I am trying to solve for the standard deviation of a normal distribution given the probability of a sample and mean:
$P(x)=\frac{1}{\sigma\sqrt{2\pi}}\exp(-0.5(\frac{x-\mu}{\sigma})^2)$
So given $P(x)=a, x=b, \mu=c$ is it possible to find a closed-form solution of $\sigma$?
I tried reducing the problem to a form where it could be solved using the Lambert W function with no luck.

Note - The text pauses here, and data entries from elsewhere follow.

//! Mark-and-sweep garbage collection over a generational slot arena.
//!
//! Objects are addressed by [`ObjectId`]: a slot index plus the generation the
//! slot had when the object was allocated. Sweeping a slot bumps its
//! generation, so an id that outlived its object is detected on access instead
//! of silently aliasing whatever reuses the slot.
//!
//! Roots come from two places: the handle stack shared by every [`GcScope`],
//! and whatever extra roots the owner passes to [`Heap::collect`].

use std::cell::RefCell;
use std::marker::PhantomData;
use std::rc::Rc;

use crate::value::JsValue;

/// Default threshold: collect after this many allocations
pub const DEFAULT_GC_THRESHOLD: usize = 100;

// ============================================================================
// ObjectId
// ============================================================================

/// Reference to a heap slot, valid while the object it was allocated for lives.
#[derive(Clone, Copy, PartialEq, Eq, Hash, Debug)]
pub struct ObjectId {
    index: u32,
    generation: u32,
}

impl ObjectId {
    /// Slot index (stable for the lifetime of the object)
    pub fn index(self) -> u32 {
        self.index
    }

    pub fn generation(self) -> u32 {
        self.generation
    }
}

// ============================================================================
// Traceable trait - for discovering object references
// ============================================================================

/// Trait for types that can be traced by the garbage collector.
///
/// The GC calls `trace()` during the mark phase; implementations report every
/// [`ObjectId`] stored in their fields.
pub trait Traceable {
    fn trace(&self, visitor: &mut dyn FnMut(ObjectId));
}

impl Traceable for JsValue {
    fn trace(&self, visitor: &mut dyn FnMut(ObjectId)) {
        if let JsValue::Object(id) = self {
            visitor(*id);
        }
    }
}

// ============================================================================
// Heap
// ============================================================================

struct Slot<T> {
    generation: u32,
    data: Option<T>,
}

/// Shared handle stack. Scopes push onto it and truncate it when dropped.
type RootStack = Rc<RefCell<Vec<ObjectId>>>;

/// Arena of GC-managed objects
pub struct Heap<T: Traceable> {
    slots: Vec<Slot<T>>,
    free_list: Vec<u32>,
    roots: RootStack,
    allocs_since_gc: usize,
    gc_threshold: usize,
    collections: usize,
}

impl<T: Traceable> Heap<T> {
    pub fn new(gc_threshold: usize) -> Self {
        Self {
            slots: Vec::new(),
            free_list: Vec::new(),
            roots: Rc::new(RefCell::new(Vec::new())),
            allocs_since_gc: 0,
            gc_threshold,
            collections: 0,
        }
    }

    /// Store `data` in a free slot. Never collects; the owner decides when
    /// to collect (see [`Heap::should_collect`]).
    pub fn alloc(&mut self, data: T) -> ObjectId {
        self.allocs_since_gc += 1;
        if let Some(index) = self.free_list.pop() {
            if let Some(slot) = self.slots.get_mut(index as usize) {
                slot.data = Some(data);
                return ObjectId {
                    index,
                    generation: slot.generation,
                };
            }
        }
        let index = self.slots.len() as u32;
        self.slots.push(Slot {
            generation: 0,
            data: Some(data),
        });
        ObjectId {
            index,
            generation: 0,
        }
    }

    pub fn get(&self, id: ObjectId) -> Option<&T> {
        let slot = self.slots.get(id.index as usize)?;
        if slot.generation != id.generation {
            return None;
        }
        slot.data.as_ref()
    }

    pub fn get_mut(&mut self, id: ObjectId) -> Option<&mut T> {
        let slot = self.slots.get_mut(id.index as usize)?;
        if slot.generation != id.generation {
            return None;
        }
        slot.data.as_mut()
    }

    /// Check whether `id` still refers to a live object
    pub fn contains(&self, id: ObjectId) -> bool {
        self.get(id).is_some()
    }

    /// True once enough allocations happened since the last collection
    pub fn should_collect(&self) -> bool {
        self.gc_threshold > 0 && self.allocs_since_gc >= self.gc_threshold
    }

    /// Open a new root scope
    pub fn create_scope(&self) -> GcScope {
        GcScope::new(self.roots.clone())
    }

    /// Run mark-and-sweep. Roots are every scope handle plus `extra_roots`.
    /// Returns the number of objects collected.
    pub fn collect<I: IntoIterator<Item = ObjectId>>(&mut self, extra_roots: I) -> usize {
        let mut marked = vec![false; self.slots.len()];
        let mut stack: Vec<ObjectId> = self.roots.borrow().clone();
        stack.extend(extra_roots);

        while let Some(id) = stack.pop() {
            let Some(slot) = self.slots.get(id.index as usize) else {
                continue;
            };
            if slot.generation != id.generation {
                continue;
            }
            let Some(mark) = marked.get_mut(id.index as usize) else {
                continue;
            };
            if *mark {
                continue;
            }
            *mark = true;
            if let Some(data) = &slot.data {
                data.trace(&mut |child| stack.push(child));
            }
        }

        let mut collected = 0;
        for (index, (slot, is_marked)) in self.slots.iter_mut().zip(marked).enumerate() {
            if slot.data.is_some() && !is_marked {
                slot.data = None;
                slot.generation = slot.generation.wrapping_add(1);
                self.free_list.push(index as u32);
                collected += 1;
            }
        }

        self.allocs_since_gc = 0;
        self.collections += 1;
        log::debug!(
            "gc: collected {} objects, {} live",
            collected,
            self.live_count()
        );
        collected
    }

    fn live_count(&self) -> usize {
        self.slots.len() - self.free_list.len()
    }

    pub fn stats(&self) -> GcStats {
        GcStats {
            live_objects: self.live_count(),
            free_slots: self.free_list.len(),
            scope_roots: self.roots.borrow().len(),
            collections: self.collections,
            gc_threshold: self.gc_threshold,
        }
    }

    pub fn gc_threshold(&self) -> usize {
        self.gc_threshold
    }

    /// Set the GC threshold (0 = disable automatic collection)
    pub fn set_gc_threshold(&mut self, threshold: usize) {
        self.gc_threshold = threshold;
    }
}

// ============================================================================
// GcScope - RAII root scope
// ============================================================================

/// A lexical root scope.
///
/// Every handle created through a scope keeps its object alive until the
/// scope is dropped, on every exit path. Scopes nest LIFO: while an inner
/// scope is alive, create handles only through the inner one.
pub struct GcScope {
    roots: RootStack,
    base: usize,
}

impl GcScope {
    fn new(roots: RootStack) -> Self {
        let base = roots.borrow().len();
        Self { roots, base }
    }

    /// Root `value` (if it is an object) for the lifetime of this scope
    pub fn handle(&self, value: JsValue) -> Handle<'_> {
        if let JsValue::Object(id) = value {
            self.push(id);
        }
        Handle {
            value,
            _scope: PhantomData,
        }
    }

    /// Root an object for the lifetime of this scope
    pub fn object(&self, id: ObjectId) -> ObjectHandle<'_> {
        self.push(id);
        ObjectHandle {
            id,
            _scope: PhantomData,
        }
    }

    /// Number of roots registered by this scope
    pub fn len(&self) -> usize {
        self.roots.borrow().len().saturating_sub(self.base)
    }

    pub fn is_empty(&self) -> bool {
        self.len() == 0
    }

    fn push(&self, id: ObjectId) {
        let mut roots = self.roots.borrow_mut();
        debug_assert!(roots.len() >= self.base, "GcScope used after an outer scope was dropped");
        roots.push(id);
    }
}

impl Drop for GcScope {
    fn drop(&mut self) {
        self.roots.borrow_mut().truncate(self.base);
    }
}

// ============================================================================
// Handles
// ============================================================================

/// A value rooted by the scope `'s`
#[derive(Clone, Debug)]
pub struct Handle<'s> {
    value: JsValue,
    _scope: PhantomData<&'s GcScope>,
}

impl<'s> Handle<'s> {
    pub fn get(&self) -> &JsValue {
        &self.value
    }

    pub fn value(&self) -> JsValue {
        self.value.clone()
    }

    /// Narrow to an object handle; the root is already held by the same scope
    pub fn as_object(&self) -> Option<ObjectHandle<'s>> {
        self.value.as_object().map(|id| ObjectHandle {
            id,
            _scope: PhantomData,
        })
    }
}

/// An object rooted by the scope `'s`
#[derive(Clone, Copy, PartialEq, Eq, Debug)]
pub struct ObjectHandle<'s> {
    id: ObjectId,
    _scope: PhantomData<&'s GcScope>,
}

impl ObjectHandle<'_> {
    pub fn id(self) -> ObjectId {
        self.id
    }

    pub fn value(self) -> JsValue {
        JsValue::Object(self.id)
    }
}

// ============================================================================
// GcStats - statistics about the GC
// ============================================================================

/// Statistics about the garbage collector
#[derive(Debug, Clone)]
pub struct GcStats {
    /// Objects currently allocated
    pub live_objects: usize,
    /// Slots waiting for reuse
    pub free_slots: usize,
    /// Handles held by open scopes
    pub scope_roots: usize,
    /// Completed collection cycles
    pub collections: usize,
    pub gc_threshold: usize,
}

// ============================================================================
// Tests
// ============================================================================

$\require{begingroup} \begingroup$ $\def\e{\mathrm{e}}\def\W{\operatorname{W}}\def\Wp{\operatorname{W_0}}\def\Wm{\operatorname{W_{-1}}}\def\Catalan{\mathsf{Catalan}}$
Indeed, this case is suitable for solution in terms of the Lambert $\W$ function as follows:
\begin{align} \frac1{\sqrt{2\pi}\sigma}\exp\left(-\frac{(b-c)^2}{2\sigma^2}\right) &=a \\ \frac1{2\pi\sigma^2}\exp\left(-\frac{(b-c)^2}{\sigma^2}\right) &=a^2 \\ \frac1{\sigma^2}\exp\left(-\frac{(b-c)^2}{\sigma^2}\right) &=2\pi a^2 \\ \frac{-(b-c)^2}{\sigma^2}\exp\left(-\frac{(b-c)^2}{\sigma^2}\right) &=-2\pi(b-c)^2 a^2 \\ \W\left(\frac{-(b-c)^2}{\sigma^2}\exp\left(-\frac{(b-c)^2}{\sigma^2}\right)\right) &=\W\left(-2\pi(b-c)^2 a^2\right) \\ \frac{-(b-c)^2}{\sigma^2} &=\W\left(-2\pi(b-c)^2 a^2\right) \\ \sigma^2&= \frac{(b-c)^2}{-\W\left(-2\pi(b-c)^2 a^2\right)} \\ \sigma&= \frac{|b-c|}{\sqrt{-\W\left(-2\pi(b-c)^2 a^2\right)}} . \end{align}
Or, using identity $\W(x)=x\exp(-\W(x))$, we can get an equivalent, but more convenient form that includes the case $b=c$ without resort to the limits,
\begin{align} \sigma&= \frac1{a\sqrt{2\pi}}\,\exp\left(\tfrac12\,\W\left(-2\pi a^2(b-c)^2\right)\right) . \end{align}
Note that if $(-2\pi a^2(b-c)^2)\in(-\tfrac1{\e},0)$ there are two real solutions for $\sigma$:
\begin{align} \sigma_0&= \frac1{a\sqrt{2\pi}}\,\exp\left(\tfrac12\,\Wp\left(-2\pi a^2(b-c)^2\right)\right) \\ \text{and }\quad \sigma_1&= \frac1{a\sqrt{2\pi}}\,\exp\left(\tfrac12\,\Wm\left(-2\pi a^2(b-c)^2\right)\right) , \end{align}
where $\Wp$ and $\Wm$ are the two real branches of the Lambert $\W$ function.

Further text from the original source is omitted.